* Exercise description
Reply with every entry, repeated exactly as given.

[Record extracts — start]

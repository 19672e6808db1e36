//! File export for normalized IOC sequences

use crate::models::{NormalizedIoc, SaveReport};
use tracing::{error, info};

/// Write the sequence to a 2-space-indented JSON file. Failures are captured
/// in the returned report; this function never errors.
pub fn save_iocs_to_file(iocs: &[NormalizedIoc], filename: Option<String>) -> SaveReport {
    if iocs.is_empty() {
        return SaveReport::error("No IOCs found to save");
    }

    let filename = filename
        .filter(|f| !f.is_empty())
        .unwrap_or_else(default_export_filename);

    let payload = match serde_json::to_string_pretty(iocs) {
        Ok(payload) => payload,
        Err(e) => return SaveReport::error(format!("Failed to save IOCs: {}", e)),
    };

    if let Err(e) = std::fs::write(&filename, payload) {
        error!("Failed to write IOC export {}: {}", filename, e);
        return SaveReport::error(format!("Failed to save IOCs: {}", e));
    }

    info!("Wrote {} IOCs to {}", iocs.len(), filename);
    SaveReport {
        status: "success".to_string(),
        message: format!("Saved {} IOCs to {}", iocs.len(), filename),
        filename: Some(filename),
        count: Some(iocs.len()),
    }
}

/// Timestamp-based default name, e.g. `misp_iocs_last24h_20260806T120000.json`
pub fn default_export_filename() -> String {
    format!(
        "misp_iocs_last24h_{}.json",
        chrono::Local::now().format("%Y%m%dT%H%M%S")
    )
}
//! Summary statistics over normalized IOC sequences

use crate::models::{IocSummary, NormalizedIoc, SampleIoc};
use std::collections::HashMap;

/// Number of records included in the summary sample
const SAMPLE_SIZE: usize = 5;

/// Derive counts by type and a bounded sample. Pure; empty input yields an
/// empty summary, never an error.
pub fn summarize(iocs: &[NormalizedIoc]) -> IocSummary {
    if iocs.is_empty() {
        return IocSummary {
            total_count: 0,
            type_counts: HashMap::new(),
            sample_iocs: Vec::new(),
            message: "No IOCs found in last 24 hours".to_string(),
        };
    }

    let mut type_counts: HashMap<String, usize> = HashMap::new();
    for ioc in iocs {
        *type_counts.entry(ioc.ioc_type.clone()).or_insert(0) += 1;
    }

    let sample_iocs = iocs
        .iter()
        .take(SAMPLE_SIZE)
        .map(|ioc| SampleIoc {
            ioc_type: ioc.ioc_type.clone(),
            value: ioc.value.clone(),
            event: ioc.event.clone(),
        })
        .collect();

    IocSummary {
        total_count: iocs.len(),
        type_counts,
        sample_iocs,
        message: format!("Found {} IOCs in last 24 hours", iocs.len()),
    }
}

[Record extracts — finish]

* Exercise response
repository 19672e6808db1e36
//! File export for normalized IOC sequences

use crate::models::{NormalizedIoc, SaveReport};
use tracing::{error, info};

/// Write the sequence to a 2-space-indented JSON file. Failures are captured
/// in the returned report; this function never errors.
pub fn save_iocs_to_file(iocs: &[NormalizedIoc], filename: Option<String>) -> SaveReport {
    if iocs.is_empty() {
        return SaveReport::error("No IOCs found to save");
    }

    let filename = filename
        .filter(|f| !f.is_empty())
        .unwrap_or_else(default_export_filename);

    let payload = match serde_json::to_string_pretty(iocs) {
        Ok(payload) => payload,
        Err(e) => return SaveReport::error(format!("Failed to save IOCs: {}", e)),
    };

    if let Err(e) = std::fs::write(&filename, payload) {
        error!("Failed to write IOC export {}: {}", filename, e);
        return SaveReport::error(format!("Failed to save IOCs: {}", e));
    }

    info!("Wrote {} IOCs to {}", iocs.len(), filename);
    SaveReport {
        status: "success".to_string(),
        message: format!("Saved {} IOCs to {}", iocs.len(), filename),
        filename: Some(filename),
        count: Some(iocs.len()),
    }
}

/// Timestamp-based default name, e.g. `misp_iocs_last24h_20260806T120000.json`
pub fn default_export_filename() -> String {
    format!(
        "misp_iocs_last24h_{}.json",
        chrono::Local::now().format("%Y%m%dT%H%M%S")
    )
}
//! Summary statistics over normalized IOC sequences

use crate::models::{IocSummary, NormalizedIoc, SampleIoc};
use std::collections::HashMap;

/// Number of records included in the summary sample
const SAMPLE_SIZE: usize = 5;

/// Derive counts by type and a bounded sample. Pure; empty input yields an
/// empty summary, never an error.
pub fn summarize(iocs: &[NormalizedIoc]) -> IocSummary {
    if iocs.is_empty() {
        return IocSummary {
            total_count: 0,
            type_counts: HashMap::new(),
            sample_iocs: Vec::new(),
            message: "No IOCs found in last 24 hours".to_string(),
        };
    }

    let mut type_counts: HashMap<String, usize> = HashMap::new();
    for ioc in iocs {
        *type_counts.entry(ioc.ioc_type.clone()).or_insert(0) += 1;
    }

    let sample_iocs = iocs
        .iter()
        .take(SAMPLE_SIZE)
        .map(|ioc| SampleIoc {
            ioc_type: ioc.ioc_type.clone(),
            value: ioc.value.clone(),
            event: ioc.event.clone(),
        })
        .collect();

    IocSummary {
        total_count: iocs.len(),
        type_counts,
        sample_iocs,
        message: format!("Found {} IOCs in last 24 hours", iocs.len()),
    }
}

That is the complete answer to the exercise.